• Task goal: Across the entries below, how many lines contain the word "state"? Give the number alone.

• Exercise data:
********
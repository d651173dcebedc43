//! Example HTTP server consuming the embedded Go fonts bundle.

pub mod api;
pub mod config;
pub mod error;
pub mod state;

use axum::{routing::get, Router};
use state::AppState;
use tower_http::trace::TraceLayer;

pub fn build_router(state: AppState) -> Router {
    let asset_route = format!(
        "{}/*path",
        state.config.assets.mount.trim_end_matches('/')
    );

    Router::new()
        .route("/", get(api::index_page))
        .route("/health", get(api::health_check))
        .route(&asset_route, get(api::serve_asset))
        .layer(TraceLayer::new_for_http())
        .with_state(state)
}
********
• Answer to the problem: 5